Hayek Ventilator

In late May 2011, Lynn became very sleepy.  He was so tired he could hardly stay out of bed.  I listened to his lungs, and they sounded very noisy in some areas and almost no movement in others.  His home health nurse thought we should go to the ED, and finally, even he agreed.  We went in on Friday, and he entered the Neuroscience ICU immediately.  On Saturday, his blood gases were so bad that had his gases not improved within a particular 30 minute period, they were going to intubate him and put him on a ventilator.  They warned me that if that happened, he might not be able to come off because his lungs had gotten very weak.


That was the first time that I actually got scared about the possibility that Lynn might die.  I was alone at the hospital, but I had lots of support there. I had many friends among the staff members and knew they were all doing their best.  We had one excellent Respiratory Therapist that was keeping watch on him, so I knew he was in good hands.  However, I couldn’t trust that those hands were enough, so I sent out a call for prayer to several people.  When I got back messages they were praying, Lynn started to wake up, and he started making progress toward getting better.

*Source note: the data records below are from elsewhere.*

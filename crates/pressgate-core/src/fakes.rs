//! In-memory fakes for the pipeline's collaborator traits (testing only).
//!
//! Each fake counts the calls it receives so tests can assert on side effects
//! ("no promote happened"), and offers switches for injecting failures.

use std::collections::{BTreeMap, HashMap};
use std::path::{Path, PathBuf};
use std::sync::atomic::{AtomicBool, AtomicU32, AtomicUsize, Ordering};
use std::sync::{Arc, Mutex};
use std::time::Duration;

use async_trait::async_trait;
use chrono::Utc;
use tokio::sync::Notify;

use crate::builder::{BuildResult, Builder};
use crate::domain::{BuildError, PromotionError, PublishError, ResolveError, RunId};
use crate::fingerprint::{DependencyManifest, Fingerprint};
use crate::hosting::{effective_stack, DeployAction, Deployment, HostingEndpoint};
use crate::resolver::{DependencyResolver, ResolvedDependencies};
use crate::store::{
    payload_digest, Artifact, ArtifactId, ArtifactStore, CacheEntry, CacheStore, StoreError,
    StoreResult,
};

// ---------------------------------------------------------------------------
// MemoryCacheStore
// ---------------------------------------------------------------------------

/// Cache store backed by a `HashMap<fingerprint, CacheEntry>`.
#[derive(Debug, Default)]
pub struct MemoryCacheStore {
    entries: Mutex<HashMap<String, CacheEntry>>,
    fail_lookups: AtomicBool,
    fail_stores: AtomicBool,
    lookups: AtomicUsize,
    stores: AtomicUsize,
}

impl MemoryCacheStore {
    pub fn new() -> Self {
        Self::default()
    }

    /// Make every `lookup` fail with an I/O error.
    pub fn fail_lookups(&self, fail: bool) {
        self.fail_lookups.store(fail, Ordering::SeqCst);
    }

    /// Make every `store` fail with an I/O error.
    pub fn fail_stores(&self, fail: bool) {
        self.fail_stores.store(fail, Ordering::SeqCst);
    }

    /// Flip the stored payload without touching its recorded digest.
    pub fn corrupt(&self, key: &Fingerprint) {
        let mut entries = self.entries.lock().unwrap();
        if let Some(entry) = entries.get_mut(key.as_str()) {
            entry.payload.push(0xff);
        }
    }

    /// Insert an entry directly, bypassing conflict checks.
    pub fn seed(&self, key: &Fingerprint, payload: &[u8]) {
        self.entries
            .lock()
            .unwrap()
            .insert(key.as_str().to_string(), CacheEntry::new(key.clone(), payload.to_vec()));
    }

    pub fn len(&self) -> usize {
        self.entries.lock().unwrap().len()
    }

    pub fn is_empty(&self) -> bool {
        self.len() == 0
    }

    pub fn lookup_count(&self) -> usize {
        self.lookups.load(Ordering::SeqCst)
    }

    pub fn store_count(&self) -> usize {
        self.stores.load(Ordering::SeqCst)
    }
}

fn injected(op: &str) -> StoreError {
    StoreError::Io(std::io::Error::new(
        std::io::ErrorKind::Other,
        format!("injected {op} failure"),
    ))
}

#[async_trait]
impl CacheStore for MemoryCacheStore {
    async fn lookup(&self, key: &Fingerprint) -> StoreResult<Option<CacheEntry>> {
        self.lookups.fetch_add(1, Ordering::SeqCst);
        if self.fail_lookups.load(Ordering::SeqCst) {
            return Err(injected("lookup"));
        }
        let entry = self.entries.lock().unwrap().get(key.as_str()).cloned();
        match entry {
            Some(entry) => {
                entry.verify()?;
                Ok(Some(entry))
            }
            None => Ok(None),
        }
    }

    async fn store(&self, key: &Fingerprint, payload: &[u8]) -> StoreResult<()> {
        self.stores.fetch_add(1, Ordering::SeqCst);
        if self.fail_stores.load(Ordering::SeqCst) {
            return Err(injected("store"));
        }
        let mut entries = self.entries.lock().unwrap();
        if let Some(existing) = entries.get(key.as_str()) {
            if existing.payload_digest == payload_digest(payload) {
                return Ok(());
            }
            return Err(StoreError::Conflict(key.to_string()));
        }
        entries.insert(
            key.as_str().to_string(),
            CacheEntry::new(key.clone(), payload.to_vec()),
        );
        Ok(())
    }

    async fn invalidate(&self, key: &Fingerprint) -> StoreResult<()> {
        self.entries.lock().unwrap().remove(key.as_str());
        Ok(())
    }
}

// ---------------------------------------------------------------------------
// MemoryArtifactStore
// ---------------------------------------------------------------------------

/// Artifact store backed by a `BTreeMap<id, Artifact>`.
#[derive(Debug, Default)]
pub struct MemoryArtifactStore {
    artifacts: Mutex<BTreeMap<String, Artifact>>,
    fail_next: AtomicU32,
    lose_next_ack: AtomicBool,
    publishes: AtomicUsize,
}

impl MemoryArtifactStore {
    pub fn new() -> Self {
        Self::default()
    }

    /// Fail the next `n` publishes with `Unavailable` before storing anything.
    pub fn fail_next(&self, n: u32) {
        self.fail_next.store(n, Ordering::SeqCst);
    }

    /// Store the next artifact but report `Unavailable`, as if the response
    /// was lost in transit.
    pub fn lose_next_ack(&self) {
        self.lose_next_ack.store(true, Ordering::SeqCst);
    }

    /// Number of `publish` calls, including failed ones.
    pub fn publish_count(&self) -> usize {
        self.publishes.load(Ordering::SeqCst)
    }

    pub fn len(&self) -> usize {
        self.artifacts.lock().unwrap().len()
    }

    pub fn is_empty(&self) -> bool {
        self.len() == 0
    }
}

#[async_trait]
impl ArtifactStore for MemoryArtifactStore {
    async fn publish(&self, run_id: &RunId, result: &BuildResult) -> Result<Artifact, PublishError> {
        self.publishes.fetch_add(1, Ordering::SeqCst);
        let Some(output_root) = result.output_root() else {
            return Err(PublishError::InvalidArgument(
                "cannot publish a failed build".to_string(),
            ));
        };
        if self
            .fail_next
            .fetch_update(Ordering::SeqCst, Ordering::SeqCst, |n| n.checked_sub(1))
            .is_ok()
        {
            return Err(PublishError::Unavailable("injected outage".to_string()));
        }

        let id = ArtifactId::for_run(run_id);
        let mut artifacts = self.artifacts.lock().unwrap();
        if artifacts.contains_key(id.as_str()) {
            return Err(PublishError::AlreadyExists(id));
        }
        let artifact = Artifact {
            id: id.clone(),
            producing_run: run_id.clone(),
            content_root: output_root.to_path_buf(),
            content_digest: payload_digest(output_root.to_string_lossy().as_bytes()),
            file_count: 1,
            created_at: Utc::now(),
        };
        artifacts.insert(id.0.clone(), artifact.clone());

        if self.lose_next_ack.swap(false, Ordering::SeqCst) {
            return Err(PublishError::Unavailable("response lost".to_string()));
        }
        Ok(artifact)
    }

    async fn retrieve(&self, id: &ArtifactId) -> StoreResult<Artifact> {
        self.artifacts
            .lock()
            .unwrap()
            .get(id.as_str())
            .cloned()
            .ok_or_else(|| StoreError::NotFound(id.to_string()))
    }

    async fn list(&self) -> StoreResult<Vec<Artifact>> {
        let mut all: Vec<Artifact> = self.artifacts.lock().unwrap().values().cloned().collect();
        all.sort_by(|a, b| a.created_at.cmp(&b.created_at));
        Ok(all)
    }
}

// ---------------------------------------------------------------------------
// ScriptedBuilder
// ---------------------------------------------------------------------------

/// What a [`ScriptedBuilder`] does when invoked.
#[derive(Debug, Clone, PartialEq, Eq)]
pub enum ScriptedBuild {
    Succeed,
    /// Toolchain failure with the given diagnostics.
    Fail(String),
    Timeout,
}

/// Builder that follows a script instead of running a toolchain.
#[derive(Debug)]
pub struct ScriptedBuilder {
    behaviour: Mutex<ScriptedBuild>,
    delay: Option<Duration>,
    calls: AtomicUsize,
    restored: Mutex<Vec<bool>>,
}

impl ScriptedBuilder {
    pub fn new(behaviour: ScriptedBuild) -> Self {
        Self {
            behaviour: Mutex::new(behaviour),
            delay: None,
            calls: AtomicUsize::new(0),
            restored: Mutex::new(Vec::new()),
        }
    }

    pub fn succeeding() -> Self {
        Self::new(ScriptedBuild::Succeed)
    }

    pub fn failing(diagnostics: impl Into<String>) -> Self {
        Self::new(ScriptedBuild::Fail(diagnostics.into()))
    }

    /// Sleep before returning, to keep runs overlapping.
    pub fn with_delay(mut self, delay: Duration) -> Self {
        self.delay = Some(delay);
        self
    }

    pub fn set(&self, behaviour: ScriptedBuild) {
        *self.behaviour.lock().unwrap() = behaviour;
    }

    pub fn call_count(&self) -> usize {
        self.calls.load(Ordering::SeqCst)
    }

    /// Whether each build received dependencies restored from the cache.
    pub fn restored_flags(&self) -> Vec<bool> {
        self.restored.lock().unwrap().clone()
    }
}

#[async_trait]
impl Builder for ScriptedBuilder {
    async fn build(&self, _corpus_root: &Path, deps: &ResolvedDependencies) -> BuildResult {
        let n = self.calls.fetch_add(1, Ordering::SeqCst);
        self.restored.lock().unwrap().push(deps.restored);
        if let Some(delay) = self.delay {
            tokio::time::sleep(delay).await;
        }
        let behaviour = self.behaviour.lock().unwrap().clone();
        match behaviour {
            ScriptedBuild::Succeed => BuildResult::success(
                PathBuf::from(format!("/memory/build-{n}")),
                "rendered".to_string(),
                1,
            ),
            ScriptedBuild::Fail(diagnostics) => BuildResult::failure(
                BuildError::Toolchain {
                    exit_code: 1,
                    diagnostics: diagnostics.clone(),
                },
                diagnostics,
                1,
            ),
            ScriptedBuild::Timeout => BuildResult::failure(
                BuildError::Timeout {
                    budget_ms: 10,
                    pid: None,
                    diagnostics: String::new(),
                },
                String::new(),
                10,
            ),
        }
    }
}

// ---------------------------------------------------------------------------
// StaticResolver
// ---------------------------------------------------------------------------

/// Resolver returning a fixed payload, optionally failing the first calls.
#[derive(Debug)]
pub struct StaticResolver {
    payload: Vec<u8>,
    fail_first: AtomicU32,
    calls: AtomicUsize,
}

impl StaticResolver {
    pub fn new(payload: impl Into<Vec<u8>>) -> Self {
        Self {
            payload: payload.into(),
            fail_first: AtomicU32::new(0),
            calls: AtomicUsize::new(0),
        }
    }

    /// Fail the next `n` calls with a spawn error.
    pub fn failing_first(self, n: u32) -> Self {
        self.fail_first.store(n, Ordering::SeqCst);
        self
    }

    pub fn call_count(&self) -> usize {
        self.calls.load(Ordering::SeqCst)
    }
}

#[async_trait]
impl DependencyResolver for StaticResolver {
    async fn resolve(&self, _manifest: &DependencyManifest) -> Result<Vec<u8>, ResolveError> {
        self.calls.fetch_add(1, Ordering::SeqCst);
        if self
            .fail_first
            .fetch_update(Ordering::SeqCst, Ordering::SeqCst, |n| n.checked_sub(1))
            .is_ok()
        {
            return Err(ResolveError::Spawn("registry unreachable".to_string()));
        }
        Ok(self.payload.clone())
    }
}

// ---------------------------------------------------------------------------
// RecordingHost
// ---------------------------------------------------------------------------

#[derive(Debug)]
struct Hold {
    entered: Notify,
    release: Notify,
}

/// Hosting endpoint that records promotions in memory.
///
/// A gated host parks every promotion until [`RecordingHost::release`] is
/// called, so tests can line up a second run while the first is deploying.
#[derive(Debug, Default)]
pub struct RecordingHost {
    history: Mutex<Vec<Deployment>>,
    promotes: AtomicUsize,
    reject: AtomicBool,
    reject_next: AtomicUsize,
    hold: Option<Arc<Hold>>,
}

impl RecordingHost {
    pub fn new() -> Self {
        Self::default()
    }

    pub fn gated() -> Self {
        Self {
            hold: Some(Arc::new(Hold {
                entered: Notify::new(),
                release: Notify::new(),
            })),
            ..Self::default()
        }
    }

    /// Reject every promotion.
    pub fn reject(&self, reject: bool) {
        self.reject.store(reject, Ordering::SeqCst);
    }

    /// Reject only the next `n` promotions.
    pub fn reject_next(&self, n: usize) {
        self.reject_next.store(n, Ordering::SeqCst);
    }

    /// Wait until a promotion is parked on the gate.
    pub async fn wait_entered(&self) {
        if let Some(hold) = &self.hold {
            hold.entered.notified().await;
        }
    }

    /// Let one parked promotion proceed.
    pub fn release(&self) {
        if let Some(hold) = &self.hold {
            hold.release.notify_one();
        }
    }

    /// Number of `promote` calls, including rejected ones.
    pub fn promote_count(&self) -> usize {
        self.promotes.load(Ordering::SeqCst)
    }

    /// Artifacts successfully promoted, in order.
    pub fn promoted(&self) -> Vec<ArtifactId> {
        self.history
            .lock()
            .unwrap()
            .iter()
            .filter(|d| d.action == DeployAction::Promote)
            .map(|d| d.artifact_id.clone())
            .collect()
    }
}

#[async_trait]
impl HostingEndpoint for RecordingHost {
    async fn promote(&self, artifact: &Artifact, budget: Duration) -> Result<Deployment, PromotionError> {
        self.promotes.fetch_add(1, Ordering::SeqCst);
        if let Some(hold) = &self.hold {
            hold.entered.notify_one();
            if tokio::time::timeout(budget, hold.release.notified()).await.is_err() {
                return Err(PromotionError::Timeout {
                    budget_ms: budget.as_millis() as u64,
                });
            }
        }
        let one_shot = self
            .reject_next
            .fetch_update(Ordering::SeqCst, Ordering::SeqCst, |n| n.checked_sub(1))
            .is_ok();
        if one_shot || self.reject.load(Ordering::SeqCst) {
            return Err(PromotionError::Rejected("injected rejection".to_string()));
        }
        let deployment = Deployment::promote(artifact);
        self.history.lock().unwrap().push(deployment.clone());
        Ok(deployment)
    }

    async fn current(&self) -> Result<Option<Deployment>, PromotionError> {
        let history = self.history.lock().unwrap();
        Ok(effective_stack(&history).last().map(|d| (*d).clone()))
    }

    async fn history(&self) -> Result<Vec<Deployment>, PromotionError> {
        Ok(self.history.lock().unwrap().clone())
    }

    async fn rollback(&self, _budget: Duration) -> Result<Deployment, PromotionError> {
        let mut history = self.history.lock().unwrap();
        let mut target = {
            let stack = effective_stack(&history);
            if stack.len() < 2 {
                return Err(PromotionError::NothingToRollBack);
            }
            stack[stack.len() - 2].clone()
        };
        target.action = DeployAction::Rollback;
        target.deployed_at = Utc::now();
        history.push(target.clone());
        Ok(target)
    }
}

Lynn hated the mask he had to keep on to help him breathe, but if he took it off, his oxygen levels became too low. God was again looking out for us because the Respiratory Therapist knew about a new device that she had seen used successfully for cystic fibrosis kids and ALS patients.  It was called a Hayek ventilator.  It works on the iron lung principle, but it’s very lightweight, and the patient can move around with it if needed.  She helped get it for him, and he found it to be very comfortable and an effective way to support his breathing without a mask!


Now that his lungs are better, he uses the Hayek only at night in place of BiPAP. (Bipap is like Cpap – continuous positive pressure, but it also delivers intermittent breaths).  I put the Hayek over his chest when he goes to bed, strap it on, so there are no air leaks and turn on the machine that pumps the air in and out.  As the force of pressure pushes down and releases on the chest, breathes are drawn into and out of the lung (inhalation and exhalation). The only thing uncomfortable is that it makes him feel cold (but he has hypothyroidism as well, so he’s susceptible to cold.)

 

If your MS patient has any respiratory issues or even sleep apnea that doesn’t respond to CPAP or Bipap, check this out.  Go to www.Unitedhayek.com  It made a difference for Lynn.